CV’lerini, yöneticilere, insan kaynakları uzmanlarına veya ilgili kişilere gönderirken hiç bir bilgi vermeden sadece e-postaya dosyalarını ekleyip gönderenlere sesleniyorum.
Bu tip gönderiler, dünyamızda da çok yaygın olmalı ki, Amerikalılar üşenmemişler bir araştırma yapmışlar.
Hedefinin ve amacının ne olduğu bilinmeyen CV’ler siber alemin karanlıklarında kaybolup, gidiyorlar. Ancak bu tip CV’lerin %10’a yakını kendi başlarına iş bulma becerisine sahip olabiliyormuş.
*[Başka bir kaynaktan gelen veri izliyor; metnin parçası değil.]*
//! End-of-run JSON report

use crate::priority_queue::PositionHealth;
use crate::scenario::Tally;
use bookkeeper::Ledger;
use serde::Serialize;

#[derive(Debug, Serialize)]
pub struct PoolReport {
    pub id: String,
    pub total_debt_share: String,
    pub debt_accumulated_rate: String,
    pub price_with_safety_margin: String,
    pub debt_ceiling: String,
    pub debt_floor: String,
}

#[derive(Debug, Serialize)]
pub struct PositionReport {
    pub pool: String,
    pub owner: String,
    pub locked_collateral: String,
    pub debt_share: String,
    pub health: String,
    pub safe: bool,
}

/// Raw fixed-point integers rendered as decimal strings
#[derive(Debug, Serialize)]
pub struct Report {
    pub live: bool,
    pub total_stablecoin_issued: String,
    pub total_unbacked_stablecoin: String,
    pub total_debt_ceiling: String,
    pub pools: Vec<PoolReport>,
    pub positions: Vec<PositionReport>,
    #[serde(skip_serializing_if = "Option::is_none")]
    pub replay: Option<Tally>,
    pub liquidations: usize,
}

impl Report {
    pub fn build(ledger: &Ledger, healths: &[PositionHealth], replay: Option<Tally>, liquidations: usize) -> Self {
        let pools = ledger
            .state()
            .pools
            .iter()
            .map(|(id, pool)| PoolReport {
                id: id.to_string(),
                total_debt_share: pool.total_debt_share.to_string(),
                debt_accumulated_rate: pool.debt_accumulated_rate.to_string(),
                price_with_safety_margin: pool.price_with_safety_margin.to_string(),
                debt_ceiling: pool.debt_ceiling.to_string(),
                debt_floor: pool.debt_floor.to_string(),
            })
            .collect();

        let positions = ledger
            .positions()
            .map(|(&(pool, owner), position)| {
                let health = healths.iter().find(|h| h.pool == pool && h.owner == owner);
                PositionReport {
                    pool: pool.to_string(),
                    owner: owner.to_string(),
                    locked_collateral: position.locked_collateral.to_string(),
                    debt_share: position.debt_share.to_string(),
                    health: health.map_or_else(|| "unknown".to_string(), |h| h.health.to_string()),
                    safe: health.map_or(false, |h| !h.health.is_negative()),
                }
            })
            .collect();

        Self {
            live: ledger.is_live(),
            total_stablecoin_issued: ledger.total_stablecoin_issued().to_string(),
            total_unbacked_stablecoin: ledger.total_unbacked_stablecoin().to_string(),
            total_debt_ceiling: ledger.total_debt_ceiling().to_string(),
            pools,
            positions,
            replay,
            liquidations,
        }
    }

    pub fn to_json(&self) -> anyhow::Result<String> {
        Ok(serde_json::to_string_pretty(self)?)
    }
}
//! Collateralized-debt accounting ledger
//!
//! Tracks collateral deposits, minted stablecoin debt, position solvency and
//! system bad debt across multiple collateral pools. All arithmetic is
//! checked; every entry point is all-or-nothing.

pub mod error;
pub mod types;
pub mod math;
pub mod state;
pub mod access;
pub mod events;
pub mod ledger;
pub mod transitions;
pub mod helpers;

// Re-export commonly used types
pub use error::*;
pub use types::*;
pub use math::*;
pub use state::*;
pub use events::*;
pub use ledger::Ledger;
pub use primitive_types::U256;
CV’sini bir ilgilinin e-postasına bırakıp kaçanları, kapıları çalıp kaçan çocuklara benzetiyorum. Pencereden apartman kapısına bakıp geri dönüp koltuğunda oturmaya devam edenler ile karşılaşacakları kesin… Önce inbox/gelen kutusu, sonra da deleted items/silinen postalar klasörlerinde yerlerini alıp en fazla 30 gün içerisinde de otomatik olarak siber uzayın derinliklerine karışacaklar. Siz ise, “CV’mi gönderdim” diyerek bekleyişinizi sürdüreceksiniz. Ya da daha da ileri giderek, “her yere CV’mi gönderiyorum ama bir türlü iş bulamıyorum” diyeceksiniz.
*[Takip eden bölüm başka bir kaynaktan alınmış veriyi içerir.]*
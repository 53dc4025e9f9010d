//! Human-readable fixed-point amounts: `"150"`, `"1.5 wad"`, `"-0.01 ray"`, `"1000 rad"`

use bookkeeper::{Signed, U256};
use serde::{Deserialize, Deserializer, Serialize, Serializer};
use std::fmt;
use std::str::FromStr;

#[derive(Debug, Clone, PartialEq, Eq, thiserror::Error)]
pub enum AmountError {
    #[error("empty amount")]
    Empty,
    #[error("unknown unit `{0}` (expected wad, ray or rad)")]
    UnknownUnit(String),
    #[error("invalid number `{0}`")]
    InvalidNumber(String),
    #[error("`{0}` has more decimal places than its unit allows")]
    TooPrecise(String),
    #[error("`{0}` does not fit in 256 bits")]
    Overflow(String),
    #[error("negative amount `{0}` where an unsigned one is required")]
    Negative(String),
}

/// Decimal places of each unit
fn unit_decimals(unit: &str) -> Option<usize> {
    match unit {
        "wad" => Some(18),
        "ray" => Some(27),
        "rad" => Some(45),
        _ => None,
    }
}

fn parse_unsigned(text: &str) -> Result<U256, AmountError> {
    let mut parts = text.split_whitespace();
    let number = parts.next().ok_or(AmountError::Empty)?;
    let decimals = match parts.next() {
        None => 0,
        Some(unit) => unit_decimals(unit).ok_or_else(|| AmountError::UnknownUnit(unit.to_string()))?,
    };
    if parts.next().is_some() {
        return Err(AmountError::InvalidNumber(text.to_string()));
    }

    let (whole, fraction) = number.split_once('.').unwrap_or((number, ""));
    let digits_ok = |s: &str| s.bytes().all(|b| b.is_ascii_digit());
    if whole.is_empty() || !digits_ok(whole) || !digits_ok(fraction) {
        return Err(AmountError::InvalidNumber(text.to_string()));
    }
    if fraction.len() > decimals {
        return Err(AmountError::TooPrecise(text.to_string()));
    }

    // Shift the decimal point right by `decimals` places
    let mut scaled = String::with_capacity(whole.len() + decimals);
    scaled.push_str(whole);
    scaled.push_str(fraction);
    scaled.extend(std::iter::repeat('0').take(decimals - fraction.len()));
    U256::from_dec_str(&scaled).map_err(|_| AmountError::Overflow(text.to_string()))
}

/// Unsigned amount in its raw fixed-point representation
#[derive(Debug, Clone, Copy, Default, PartialEq, Eq)]
pub struct Amount(pub U256);

impl FromStr for Amount {
    type Err = AmountError;

    fn from_str(s: &str) -> Result<Self, Self::Err> {
        let s = s.trim();
        if s.starts_with('-') {
            return Err(AmountError::Negative(s.to_string()));
        }
        parse_unsigned(s).map(Amount)
    }
}

impl fmt::Display for Amount {
    fn fmt(&self, f: &mut fmt::Formatter) -> fmt::Result {
        write!(f, "{}", self.0)
    }
}

/// Signed delta, bounded like every ledger delta
#[derive(Debug, Clone, Copy, Default, PartialEq, Eq)]
pub struct SignedAmount(pub Signed);

impl FromStr for SignedAmount {
    type Err = AmountError;

    fn from_str(s: &str) -> Result<Self, Self::Err> {
        let s = s.trim();
        let (negative, rest) = match s.strip_prefix('-') {
            Some(rest) => (true, rest),
            None => (false, s.strip_prefix('+').unwrap_or(s)),
        };
        let magnitude = parse_unsigned(rest.trim_start())?;
        Signed::from_magnitude(negative, magnitude)
            .map(SignedAmount)
            .map_err(|_| AmountError::Overflow(s.to_string()))
    }
}

impl fmt::Display for SignedAmount {
    fn fmt(&self, f: &mut fmt::Formatter) -> fmt::Result {
        write!(f, "{}", self.0)
    }
}

macro_rules! string_serde {
    ($ty:ty) => {
        impl Serialize for $ty {
            fn serialize<S: Serializer>(&self, serializer: S) -> Result<S::Ok, S::Error> {
                serializer.collect_str(self)
            }
        }

        impl<'de> Deserialize<'de> for $ty {
            fn deserialize<D: Deserializer<'de>>(deserializer: D) -> Result<Self, D::Error> {
                let text = String::deserialize(deserializer)?;
                text.parse().map_err(serde::de::Error::custom)
            }
        }
    };
}

string_serde!(Amount);
string_serde!(SignedAmount);

#[cfg(test)]
mod tests {
    use super::*;
    use bookkeeper::{rad, ray, wad, RAY};

    #[test]
    fn test_plain_integer() {
        assert_eq!("150".parse::<Amount>().unwrap().0, U256::from(150u64));
    }

    #[test]
    fn test_units() {
        assert_eq!("2 wad".parse::<Amount>().unwrap().0, wad(2));
        assert_eq!("2 ray".parse::<Amount>().unwrap().0, ray(2));
        assert_eq!("1000000 rad".parse::<Amount>().unwrap().0, rad(1_000_000));
        assert_eq!("1.5 wad".parse::<Amount>().unwrap().0, wad(3) / 2);
        assert_eq!("0.01 ray".parse::<Amount>().unwrap().0, RAY / 100);
    }

    #[test]
    fn test_signed() {
        let delta: SignedAmount = "-0.5 wad".parse().unwrap();
        assert!(delta.0.is_negative());
        assert_eq!(delta.0.magnitude(), wad(1) / 2);
        assert_eq!("+3 wad".parse::<SignedAmount>().unwrap().0, Signed::wad(3));
        assert!(!"-0 wad".parse::<SignedAmount>().unwrap().0.is_negative());
    }

    #[test]
    fn test_rejects_bad_input() {
        assert_eq!("".parse::<Amount>(), Err(AmountError::Empty));
        assert_eq!("1 eth".parse::<Amount>(), Err(AmountError::UnknownUnit("eth".into())));
        assert_eq!("1.5".parse::<Amount>(), Err(AmountError::TooPrecise("1.5".into())));
        assert_eq!("-1 wad".parse::<Amount>(), Err(AmountError::Negative("-1 wad".into())));
        assert!("1e18".parse::<Amount>().is_err());
        assert!(".5 wad".parse::<Amount>().is_err());
        assert!(matches!("1 wad extra".parse::<Amount>(), Err(AmountError::InvalidNumber(_))));
    }

    #[test]
    fn test_too_large() {
        let huge = format!("{} rad", "9".repeat(40));
        assert!(matches!(huge.parse::<Amount>(), Err(AmountError::Overflow(_))));
        let past_int256 = format!("{}", U256::MAX);
        assert!(matches!(past_int256.parse::<SignedAmount>(), Err(AmountError::Overflow(_))));
    }
}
Çok acımasızca görünebilir.
Ama sizin e-posta kutularınız da gün içerisinde binlerce CV’ye yer bulsa, farklı bir şey yapmanız mümkün olmayacak. Önce her bir CV’yi içini açıp bakmadan, o adayın hedeflerini anlamak isteyeceksiniz. Öncelikle ilk ihtiyacınız adayın değerlendirileceği kategoriyi seçmek olacak. Ama bunu bulmak için çok zahmetli yol kat etmeniz gerekecek. Halbuki, e-postaya CV’sini iliştirdikten sonra kısa bir yazı ile ne istediğini belirten adaylara hizmet ne kadar da kolay oluyor.
Hangi pozisyona başvurursanız vurun, hiç bir şey yazmayacak olsanız bile, günün birinde yöneticinize bir e-posta yazmak zorunda kalacağınız bir iş yerinde, yazılı iletişim yetkinliğiniz de e-postanızı gönderiş tarzınızdan anlaşılıyor.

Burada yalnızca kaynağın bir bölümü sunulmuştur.